Though not for long, as they would divorce the year it was released, but luckily for their fans we had this to remember their union by. Next Derek would marry Dynasty star Linda Evans and then Bo Derek, who he raised to a strata of international fame through his would-be erotic movies, though don't go expecting any nudity in this one, as it was the premise which wished to provide that sexually potent plot development. Well, there was one performer who got naked, and it summed up the bizarre nature of the arrangement that he was co-star Richard Jaeckel playing Lieutenant Custer (any relation?), a somewhat crazed soldier who likes to wander off on his own to gun down Japanese troops.

So if you were a really big fan of Richard Jaeckel but could take or leave Ursula, this was the movie for you.
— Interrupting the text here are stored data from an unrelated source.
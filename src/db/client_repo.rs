// src/db/client_repo.rs

use serde_json::Value;

use crate::{
    common::error::AppError,
    db::{
        store::{CollectionPath, DocPath, Patch, Query, SnapshotSink, Subscription},
        SharedStore,
    },
    models::client::{Client, ClientInput},
};

const CLIENTS: &str = "clients";

#[derive(Clone)]
pub struct ClientRepository {
    store: SharedStore,
}

impl ClientRepository {
    pub fn new(store: SharedStore) -> Self {
        Self { store }
    }

    pub fn collection(uid: &str) -> CollectionPath {
        CollectionPath::user_scoped(uid, CLIENTS)
    }

    fn path(uid: &str, id: &str) -> DocPath {
        Self::collection(uid).doc(id)
    }

    fn input_patch(input: &ClientInput) -> Patch {
        let optional = |v: &Option<String>| v.clone().map_or(Value::Null, Value::String);
        Patch::new()
            .set("name", input.name.as_str())
            .set("email", input.email.as_str())
            .set("phone", input.phone.as_str())
            .set("address", input.address.as_str())
            .set("cpf", optional(&input.cpf))
            .set("rg", optional(&input.rg))
            .set(
                "birthDate",
                input
                    .birth_date
                    .map_or(Value::Null, |d| Value::String(d.format("%Y-%m-%d").to_string())),
            )
    }

    // =========================================================================
    //  CRUD
    // =========================================================================

    pub async fn create(&self, uid: &str, input: &ClientInput) -> Result<String, AppError> {
        let patch = Self::input_patch(input)
            .set("totalOrders", 0)
            .server_timestamp("createdAt");

        self.store
            .add(&Self::collection(uid), patch)
            .await
            .map_err(AppError::RemoteWrite)
    }

    pub async fn update(&self, uid: &str, id: &str, input: &ClientInput) -> Result<(), AppError> {
        let patch = Self::input_patch(input).server_timestamp("updatedAt");

        self.store
            .update(&Self::path(uid, id), patch)
            .await
            .map_err(AppError::RemoteWrite)
    }

    pub async fn delete(&self, uid: &str, id: &str) -> Result<(), AppError> {
        self.store
            .delete(&Self::path(uid, id))
            .await
            .map_err(AppError::RemoteWrite)
    }

    pub async fn find(&self, uid: &str, id: &str) -> Result<Option<Client>, AppError> {
        match self.store.get(&Self::path(uid, id)).await? {
            Some(doc) => Ok(Some(doc.decode()?)),
            None => Ok(None),
        }
    }

    /// Incremento atômico do contador + último contato, ao gerar uma OS para o cliente.
    pub async fn record_order(&self, uid: &str, id: &str) -> Result<(), AppError> {
        let patch = Patch::new()
            .increment("totalOrders", 1)
            .server_timestamp("lastContact");

        self.store
            .update(&Self::path(uid, id), patch)
            .await
            .map_err(AppError::RemoteWrite)
    }

    // =========================================================================
    //  TEMPO REAL
    // =========================================================================

    pub async fn subscribe(&self, uid: &str, sink: SnapshotSink) -> Result<Subscription, AppError> {
        Ok(self
            .store
            .subscribe(Query::collection(Self::collection(uid)), sink)
            .await?)
    }
}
As for Derek, in spite of him taking the male lead here it proved to be the last film he would act in as he decided he preferred to be behind the camera from then on, and an indication of that would be in the manner in which his character exits the movie rather abruptly about half an hour in. This leaves Alex as the mascot of sorts for the platoon, with their endeavours to get to safety and along the way blow up a Japanese tank which has been giving them a hard time. Meanwhile Alex mopes around about as much use as a chocolate teapot until one young soldier makes a personal request of her, which you can guess by the plea in the title.

The great war journalist Martha Gellhorn in her writings about the Second World War admitted that she would often sleep with the American soldiers she reported on because she regarded doing so as an act of charity, and they may as well be happy for a while before going off to face death in dreadful conditions, so this mindset seemed to inform Once Before I Die. That youthful recruit asks Alex to take his virginity, and she agrees in a scene which creates a montage of freeze frames of Andress's face in presumed sexual ecstasy intermingled with the other soldiers attacking that tank, though quite what we were intended to take away from that juxtaposition was something of a conundrum. Yet there was a lot about this which was mysterious, and that included the ending which was not so much moody and enigmatic as it was confusing and unsatisfying. Derek was out to prove himself with arty techniques, but that only served to muddy the waters of what was a silly work anyway. Music by Emmanuel Vardi.